[Dataset excerpts]
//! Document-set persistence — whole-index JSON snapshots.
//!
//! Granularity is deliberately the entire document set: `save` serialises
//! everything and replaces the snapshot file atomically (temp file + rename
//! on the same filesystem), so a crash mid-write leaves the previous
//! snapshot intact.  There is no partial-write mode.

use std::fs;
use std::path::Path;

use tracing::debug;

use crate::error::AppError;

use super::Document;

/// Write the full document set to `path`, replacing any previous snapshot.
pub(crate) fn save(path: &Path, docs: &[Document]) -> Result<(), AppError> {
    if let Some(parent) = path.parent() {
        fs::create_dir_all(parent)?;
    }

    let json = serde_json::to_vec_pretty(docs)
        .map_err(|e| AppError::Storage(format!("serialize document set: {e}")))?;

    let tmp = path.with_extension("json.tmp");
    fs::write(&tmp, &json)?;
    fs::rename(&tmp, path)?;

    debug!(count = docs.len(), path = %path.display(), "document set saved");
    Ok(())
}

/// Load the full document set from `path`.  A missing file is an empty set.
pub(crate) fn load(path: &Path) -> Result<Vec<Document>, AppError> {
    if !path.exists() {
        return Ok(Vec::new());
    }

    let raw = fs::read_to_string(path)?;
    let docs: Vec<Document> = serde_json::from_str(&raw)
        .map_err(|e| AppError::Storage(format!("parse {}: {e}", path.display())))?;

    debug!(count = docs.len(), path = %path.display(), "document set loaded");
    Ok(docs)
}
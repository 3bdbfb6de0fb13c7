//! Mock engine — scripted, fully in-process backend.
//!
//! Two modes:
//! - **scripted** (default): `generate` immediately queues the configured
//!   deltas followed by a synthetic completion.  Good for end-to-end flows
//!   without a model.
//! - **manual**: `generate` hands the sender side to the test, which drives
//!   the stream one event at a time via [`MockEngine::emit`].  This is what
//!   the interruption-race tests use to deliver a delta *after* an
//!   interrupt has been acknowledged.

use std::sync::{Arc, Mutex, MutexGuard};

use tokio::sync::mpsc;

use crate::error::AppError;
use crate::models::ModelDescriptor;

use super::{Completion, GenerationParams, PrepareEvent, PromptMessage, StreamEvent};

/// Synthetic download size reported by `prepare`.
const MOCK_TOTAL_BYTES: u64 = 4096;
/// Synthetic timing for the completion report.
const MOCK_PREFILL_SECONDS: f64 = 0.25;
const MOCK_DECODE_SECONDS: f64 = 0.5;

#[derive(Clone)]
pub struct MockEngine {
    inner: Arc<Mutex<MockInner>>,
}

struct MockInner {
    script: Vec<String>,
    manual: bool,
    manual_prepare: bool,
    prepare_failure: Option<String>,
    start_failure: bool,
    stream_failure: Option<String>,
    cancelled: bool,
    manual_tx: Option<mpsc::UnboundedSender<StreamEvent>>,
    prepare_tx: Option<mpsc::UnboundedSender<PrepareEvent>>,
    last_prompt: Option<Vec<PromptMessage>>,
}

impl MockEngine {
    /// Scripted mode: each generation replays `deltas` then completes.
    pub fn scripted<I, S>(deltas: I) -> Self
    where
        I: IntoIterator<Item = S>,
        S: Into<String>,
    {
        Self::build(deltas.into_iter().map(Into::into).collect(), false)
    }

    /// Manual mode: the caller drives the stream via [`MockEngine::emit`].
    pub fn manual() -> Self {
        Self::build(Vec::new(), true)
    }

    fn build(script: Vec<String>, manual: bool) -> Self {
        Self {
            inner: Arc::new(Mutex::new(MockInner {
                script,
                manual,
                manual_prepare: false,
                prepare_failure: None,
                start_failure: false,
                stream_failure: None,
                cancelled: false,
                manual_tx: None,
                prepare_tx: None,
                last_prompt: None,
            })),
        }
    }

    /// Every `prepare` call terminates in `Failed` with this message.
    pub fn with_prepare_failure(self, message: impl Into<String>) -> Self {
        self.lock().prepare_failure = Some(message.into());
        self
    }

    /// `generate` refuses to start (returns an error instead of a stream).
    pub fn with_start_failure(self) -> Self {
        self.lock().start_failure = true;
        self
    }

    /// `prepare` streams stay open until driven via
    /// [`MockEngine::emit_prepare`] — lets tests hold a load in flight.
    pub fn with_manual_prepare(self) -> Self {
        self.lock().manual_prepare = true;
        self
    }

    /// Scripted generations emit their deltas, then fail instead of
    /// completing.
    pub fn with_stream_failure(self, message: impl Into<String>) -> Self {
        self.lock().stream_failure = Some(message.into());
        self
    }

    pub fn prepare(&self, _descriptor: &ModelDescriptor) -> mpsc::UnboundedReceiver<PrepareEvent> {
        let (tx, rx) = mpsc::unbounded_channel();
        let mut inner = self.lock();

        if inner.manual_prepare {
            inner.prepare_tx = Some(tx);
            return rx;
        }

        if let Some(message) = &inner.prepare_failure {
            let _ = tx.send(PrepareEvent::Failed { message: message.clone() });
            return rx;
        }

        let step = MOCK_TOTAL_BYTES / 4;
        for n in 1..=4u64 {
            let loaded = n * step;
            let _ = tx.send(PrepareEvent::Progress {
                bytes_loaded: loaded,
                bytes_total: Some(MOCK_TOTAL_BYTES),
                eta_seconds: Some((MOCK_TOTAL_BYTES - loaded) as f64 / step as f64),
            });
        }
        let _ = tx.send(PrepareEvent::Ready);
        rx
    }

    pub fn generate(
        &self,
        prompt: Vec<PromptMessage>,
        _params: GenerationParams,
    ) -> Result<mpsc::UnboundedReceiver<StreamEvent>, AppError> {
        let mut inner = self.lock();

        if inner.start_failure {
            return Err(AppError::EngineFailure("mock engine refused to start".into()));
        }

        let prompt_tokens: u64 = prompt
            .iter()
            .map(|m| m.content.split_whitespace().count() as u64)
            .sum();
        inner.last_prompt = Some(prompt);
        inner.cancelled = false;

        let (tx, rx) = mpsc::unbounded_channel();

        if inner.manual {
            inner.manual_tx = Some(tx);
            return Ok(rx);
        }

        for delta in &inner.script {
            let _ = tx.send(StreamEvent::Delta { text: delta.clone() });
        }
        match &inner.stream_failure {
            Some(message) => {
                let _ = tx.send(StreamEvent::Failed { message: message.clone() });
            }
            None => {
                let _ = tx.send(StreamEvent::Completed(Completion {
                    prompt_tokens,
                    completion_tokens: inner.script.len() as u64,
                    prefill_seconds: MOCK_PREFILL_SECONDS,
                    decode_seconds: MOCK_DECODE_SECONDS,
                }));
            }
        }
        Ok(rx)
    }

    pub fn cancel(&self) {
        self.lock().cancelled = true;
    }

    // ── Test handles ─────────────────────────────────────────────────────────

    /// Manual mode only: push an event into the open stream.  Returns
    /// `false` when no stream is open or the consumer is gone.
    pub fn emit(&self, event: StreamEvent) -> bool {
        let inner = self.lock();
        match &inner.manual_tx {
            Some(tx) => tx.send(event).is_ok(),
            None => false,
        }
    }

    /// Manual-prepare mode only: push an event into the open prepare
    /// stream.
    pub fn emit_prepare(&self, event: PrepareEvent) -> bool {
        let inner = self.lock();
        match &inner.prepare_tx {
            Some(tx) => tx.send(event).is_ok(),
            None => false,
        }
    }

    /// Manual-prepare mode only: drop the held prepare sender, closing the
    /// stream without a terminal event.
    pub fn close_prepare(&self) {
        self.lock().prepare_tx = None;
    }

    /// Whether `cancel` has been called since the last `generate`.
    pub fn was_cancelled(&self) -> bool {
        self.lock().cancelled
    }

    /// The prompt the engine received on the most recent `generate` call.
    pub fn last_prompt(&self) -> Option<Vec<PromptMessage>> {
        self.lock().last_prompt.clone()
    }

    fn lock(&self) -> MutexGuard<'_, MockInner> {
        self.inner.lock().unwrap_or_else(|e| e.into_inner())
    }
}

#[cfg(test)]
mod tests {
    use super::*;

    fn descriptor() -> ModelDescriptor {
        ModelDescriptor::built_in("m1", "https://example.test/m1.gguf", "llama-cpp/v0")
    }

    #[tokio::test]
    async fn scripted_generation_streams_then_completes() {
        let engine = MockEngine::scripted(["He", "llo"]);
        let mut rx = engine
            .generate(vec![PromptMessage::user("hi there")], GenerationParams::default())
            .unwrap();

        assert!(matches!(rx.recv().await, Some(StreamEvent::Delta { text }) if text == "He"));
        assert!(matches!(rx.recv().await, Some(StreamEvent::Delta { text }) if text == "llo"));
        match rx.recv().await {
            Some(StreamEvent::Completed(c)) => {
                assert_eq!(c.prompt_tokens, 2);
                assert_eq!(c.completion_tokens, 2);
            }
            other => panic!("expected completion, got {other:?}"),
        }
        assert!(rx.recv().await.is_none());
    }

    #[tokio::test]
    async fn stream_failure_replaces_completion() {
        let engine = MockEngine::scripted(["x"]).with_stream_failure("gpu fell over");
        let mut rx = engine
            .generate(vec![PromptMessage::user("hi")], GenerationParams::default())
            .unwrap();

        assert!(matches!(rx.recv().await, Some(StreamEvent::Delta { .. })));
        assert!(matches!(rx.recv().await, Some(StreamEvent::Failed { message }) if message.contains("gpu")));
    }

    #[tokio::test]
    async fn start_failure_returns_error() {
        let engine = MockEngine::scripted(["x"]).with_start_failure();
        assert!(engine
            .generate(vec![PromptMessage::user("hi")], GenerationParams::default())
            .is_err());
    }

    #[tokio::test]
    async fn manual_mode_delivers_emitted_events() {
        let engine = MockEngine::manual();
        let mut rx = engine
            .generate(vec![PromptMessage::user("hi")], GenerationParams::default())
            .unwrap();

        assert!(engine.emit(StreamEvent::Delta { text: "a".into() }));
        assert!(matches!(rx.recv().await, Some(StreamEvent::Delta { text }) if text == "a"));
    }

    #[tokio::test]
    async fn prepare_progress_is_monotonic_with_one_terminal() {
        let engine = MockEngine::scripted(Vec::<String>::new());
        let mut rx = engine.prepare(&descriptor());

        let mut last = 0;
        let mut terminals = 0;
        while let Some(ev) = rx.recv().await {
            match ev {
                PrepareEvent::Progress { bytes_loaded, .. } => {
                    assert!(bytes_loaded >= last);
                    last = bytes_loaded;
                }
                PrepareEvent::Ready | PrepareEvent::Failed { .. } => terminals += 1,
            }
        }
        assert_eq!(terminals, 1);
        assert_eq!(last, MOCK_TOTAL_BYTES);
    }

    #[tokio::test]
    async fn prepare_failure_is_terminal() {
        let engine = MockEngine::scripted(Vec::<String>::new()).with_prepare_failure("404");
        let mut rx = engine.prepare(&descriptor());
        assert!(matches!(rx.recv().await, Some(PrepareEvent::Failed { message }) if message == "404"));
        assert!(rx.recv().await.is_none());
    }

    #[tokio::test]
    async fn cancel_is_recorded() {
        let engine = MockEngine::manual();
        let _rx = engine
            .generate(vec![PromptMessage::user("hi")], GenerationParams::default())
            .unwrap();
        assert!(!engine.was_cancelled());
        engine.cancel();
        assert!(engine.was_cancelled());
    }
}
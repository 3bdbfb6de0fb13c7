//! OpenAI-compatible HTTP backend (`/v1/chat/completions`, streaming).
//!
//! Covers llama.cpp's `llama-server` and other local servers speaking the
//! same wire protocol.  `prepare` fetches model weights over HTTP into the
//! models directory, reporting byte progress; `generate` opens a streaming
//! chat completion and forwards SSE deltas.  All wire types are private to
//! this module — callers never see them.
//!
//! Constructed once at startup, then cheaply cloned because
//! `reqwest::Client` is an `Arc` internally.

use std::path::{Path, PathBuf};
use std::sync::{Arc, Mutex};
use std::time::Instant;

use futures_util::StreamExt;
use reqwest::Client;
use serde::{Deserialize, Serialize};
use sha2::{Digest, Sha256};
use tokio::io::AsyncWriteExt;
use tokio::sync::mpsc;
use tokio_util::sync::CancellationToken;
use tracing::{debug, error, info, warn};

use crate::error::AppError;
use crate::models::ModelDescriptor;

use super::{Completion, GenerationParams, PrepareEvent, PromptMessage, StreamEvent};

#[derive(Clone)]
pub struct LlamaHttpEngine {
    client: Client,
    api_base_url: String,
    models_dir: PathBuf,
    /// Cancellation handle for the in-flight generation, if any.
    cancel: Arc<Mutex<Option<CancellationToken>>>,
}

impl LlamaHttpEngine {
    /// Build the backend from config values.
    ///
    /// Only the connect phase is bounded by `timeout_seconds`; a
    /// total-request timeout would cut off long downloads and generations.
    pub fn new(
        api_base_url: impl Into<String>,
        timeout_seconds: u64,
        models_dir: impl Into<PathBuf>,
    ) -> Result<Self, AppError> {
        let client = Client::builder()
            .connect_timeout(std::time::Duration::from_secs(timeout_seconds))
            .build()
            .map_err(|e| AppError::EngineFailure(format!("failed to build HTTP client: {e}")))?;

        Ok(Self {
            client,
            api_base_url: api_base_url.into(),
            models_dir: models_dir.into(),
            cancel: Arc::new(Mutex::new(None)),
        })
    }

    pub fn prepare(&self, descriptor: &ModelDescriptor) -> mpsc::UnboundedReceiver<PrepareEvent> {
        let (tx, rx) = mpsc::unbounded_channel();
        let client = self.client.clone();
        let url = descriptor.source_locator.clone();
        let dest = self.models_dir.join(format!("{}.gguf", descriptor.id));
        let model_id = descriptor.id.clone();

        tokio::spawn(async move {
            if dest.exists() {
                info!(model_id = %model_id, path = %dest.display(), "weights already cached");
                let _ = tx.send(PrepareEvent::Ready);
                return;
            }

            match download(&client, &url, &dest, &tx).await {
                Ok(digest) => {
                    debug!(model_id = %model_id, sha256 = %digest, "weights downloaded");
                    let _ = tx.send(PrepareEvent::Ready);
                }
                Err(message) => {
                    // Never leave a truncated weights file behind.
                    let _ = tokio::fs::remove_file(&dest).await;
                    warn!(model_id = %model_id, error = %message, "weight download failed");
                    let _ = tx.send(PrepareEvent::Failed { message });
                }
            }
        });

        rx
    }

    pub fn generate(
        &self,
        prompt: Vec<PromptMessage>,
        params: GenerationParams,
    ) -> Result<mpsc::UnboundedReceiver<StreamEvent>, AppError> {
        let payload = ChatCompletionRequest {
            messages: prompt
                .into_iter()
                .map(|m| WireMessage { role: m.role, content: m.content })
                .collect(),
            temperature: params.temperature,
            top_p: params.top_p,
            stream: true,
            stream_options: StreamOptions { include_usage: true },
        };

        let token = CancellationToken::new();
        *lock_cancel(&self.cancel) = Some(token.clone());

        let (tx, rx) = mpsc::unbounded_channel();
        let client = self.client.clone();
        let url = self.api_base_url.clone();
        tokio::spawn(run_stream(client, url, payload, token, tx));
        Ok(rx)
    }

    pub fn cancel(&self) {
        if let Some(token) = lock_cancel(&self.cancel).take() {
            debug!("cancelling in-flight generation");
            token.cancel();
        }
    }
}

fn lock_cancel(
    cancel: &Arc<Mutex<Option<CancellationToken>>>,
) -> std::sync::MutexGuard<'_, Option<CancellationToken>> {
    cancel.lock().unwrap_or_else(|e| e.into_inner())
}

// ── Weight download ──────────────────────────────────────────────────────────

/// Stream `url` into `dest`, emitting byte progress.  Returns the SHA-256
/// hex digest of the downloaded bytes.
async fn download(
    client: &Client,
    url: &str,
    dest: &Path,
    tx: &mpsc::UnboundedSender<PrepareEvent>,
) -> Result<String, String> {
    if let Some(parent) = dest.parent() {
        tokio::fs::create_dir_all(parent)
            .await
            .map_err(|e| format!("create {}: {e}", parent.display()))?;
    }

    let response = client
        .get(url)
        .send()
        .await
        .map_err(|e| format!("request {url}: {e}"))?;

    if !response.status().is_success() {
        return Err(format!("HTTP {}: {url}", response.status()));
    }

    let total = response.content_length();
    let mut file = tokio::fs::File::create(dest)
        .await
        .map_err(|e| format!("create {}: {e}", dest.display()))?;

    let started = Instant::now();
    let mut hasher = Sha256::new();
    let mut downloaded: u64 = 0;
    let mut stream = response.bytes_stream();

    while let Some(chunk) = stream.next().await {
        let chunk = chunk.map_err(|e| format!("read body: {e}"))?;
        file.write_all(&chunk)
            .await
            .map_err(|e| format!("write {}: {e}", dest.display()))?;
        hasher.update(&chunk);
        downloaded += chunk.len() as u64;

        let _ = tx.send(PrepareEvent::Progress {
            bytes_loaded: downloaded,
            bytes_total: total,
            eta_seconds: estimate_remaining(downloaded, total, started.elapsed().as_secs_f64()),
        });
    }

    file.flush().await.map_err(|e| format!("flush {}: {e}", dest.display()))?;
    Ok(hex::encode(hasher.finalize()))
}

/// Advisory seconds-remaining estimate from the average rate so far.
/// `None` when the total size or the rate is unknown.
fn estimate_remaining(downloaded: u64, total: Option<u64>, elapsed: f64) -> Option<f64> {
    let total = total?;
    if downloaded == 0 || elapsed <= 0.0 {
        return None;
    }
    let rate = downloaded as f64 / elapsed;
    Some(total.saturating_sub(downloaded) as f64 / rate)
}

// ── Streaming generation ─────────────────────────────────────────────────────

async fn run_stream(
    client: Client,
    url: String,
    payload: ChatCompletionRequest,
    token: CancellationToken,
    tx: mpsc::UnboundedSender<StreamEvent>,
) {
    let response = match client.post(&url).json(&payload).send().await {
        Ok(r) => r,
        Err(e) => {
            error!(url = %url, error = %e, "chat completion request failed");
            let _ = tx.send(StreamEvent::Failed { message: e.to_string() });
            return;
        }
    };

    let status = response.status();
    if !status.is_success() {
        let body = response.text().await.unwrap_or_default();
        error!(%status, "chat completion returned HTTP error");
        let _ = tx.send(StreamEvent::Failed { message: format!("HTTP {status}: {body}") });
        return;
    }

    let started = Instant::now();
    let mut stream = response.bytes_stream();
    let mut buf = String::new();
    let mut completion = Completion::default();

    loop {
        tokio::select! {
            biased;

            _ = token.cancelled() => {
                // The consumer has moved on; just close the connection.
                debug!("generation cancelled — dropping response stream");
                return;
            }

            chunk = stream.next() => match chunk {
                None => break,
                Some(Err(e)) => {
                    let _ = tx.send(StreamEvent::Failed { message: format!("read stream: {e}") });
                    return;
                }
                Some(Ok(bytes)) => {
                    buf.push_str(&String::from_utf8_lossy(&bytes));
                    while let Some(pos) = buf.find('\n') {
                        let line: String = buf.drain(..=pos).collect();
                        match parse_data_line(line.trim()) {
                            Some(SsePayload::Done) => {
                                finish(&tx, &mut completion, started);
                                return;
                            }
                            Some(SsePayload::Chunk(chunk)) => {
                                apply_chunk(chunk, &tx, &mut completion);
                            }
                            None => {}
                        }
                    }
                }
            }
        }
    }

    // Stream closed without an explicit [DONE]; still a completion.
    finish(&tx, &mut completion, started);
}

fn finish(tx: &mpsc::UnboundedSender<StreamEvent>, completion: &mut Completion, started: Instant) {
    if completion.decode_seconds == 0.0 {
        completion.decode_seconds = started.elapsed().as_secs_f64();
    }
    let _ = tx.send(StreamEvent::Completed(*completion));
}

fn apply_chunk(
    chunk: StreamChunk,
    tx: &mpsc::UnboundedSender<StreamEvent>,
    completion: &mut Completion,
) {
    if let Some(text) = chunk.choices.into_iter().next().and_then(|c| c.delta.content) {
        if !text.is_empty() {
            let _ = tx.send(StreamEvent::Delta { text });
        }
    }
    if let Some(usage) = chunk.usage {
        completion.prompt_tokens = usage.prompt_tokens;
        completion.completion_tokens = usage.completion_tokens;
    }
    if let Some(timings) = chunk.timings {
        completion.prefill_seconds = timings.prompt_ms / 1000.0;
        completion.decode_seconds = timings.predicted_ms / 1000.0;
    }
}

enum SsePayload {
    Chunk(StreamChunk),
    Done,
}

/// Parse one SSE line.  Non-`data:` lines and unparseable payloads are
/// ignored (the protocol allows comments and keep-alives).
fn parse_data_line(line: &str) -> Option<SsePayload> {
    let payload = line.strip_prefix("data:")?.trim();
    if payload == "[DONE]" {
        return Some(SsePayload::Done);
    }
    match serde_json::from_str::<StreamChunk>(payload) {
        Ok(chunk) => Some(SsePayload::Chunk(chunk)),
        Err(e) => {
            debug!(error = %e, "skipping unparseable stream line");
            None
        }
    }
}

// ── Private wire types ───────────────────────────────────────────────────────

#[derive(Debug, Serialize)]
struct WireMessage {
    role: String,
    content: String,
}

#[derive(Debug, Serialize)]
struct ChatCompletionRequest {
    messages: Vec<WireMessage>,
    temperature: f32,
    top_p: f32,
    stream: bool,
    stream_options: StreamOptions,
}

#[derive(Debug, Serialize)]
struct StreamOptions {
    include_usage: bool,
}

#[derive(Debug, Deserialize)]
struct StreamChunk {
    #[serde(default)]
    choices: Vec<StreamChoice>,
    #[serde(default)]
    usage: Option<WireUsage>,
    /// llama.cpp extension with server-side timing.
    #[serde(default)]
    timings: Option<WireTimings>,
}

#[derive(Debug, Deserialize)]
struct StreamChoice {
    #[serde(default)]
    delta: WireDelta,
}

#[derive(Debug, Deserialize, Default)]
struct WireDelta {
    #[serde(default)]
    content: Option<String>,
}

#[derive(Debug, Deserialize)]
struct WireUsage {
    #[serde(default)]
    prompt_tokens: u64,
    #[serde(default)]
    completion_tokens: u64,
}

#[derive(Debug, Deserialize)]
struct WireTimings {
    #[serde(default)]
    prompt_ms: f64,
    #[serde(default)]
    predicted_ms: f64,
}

■ Your task
When a line in the records above holds "MockInner", that line is to be reported.

■ Expected answer
    inner: Arc<Mutex<MockInner>>,
struct MockInner {
            inner: Arc::new(Mutex::new(MockInner {
    fn lock(&self) -> MutexGuard<'_, MockInner> {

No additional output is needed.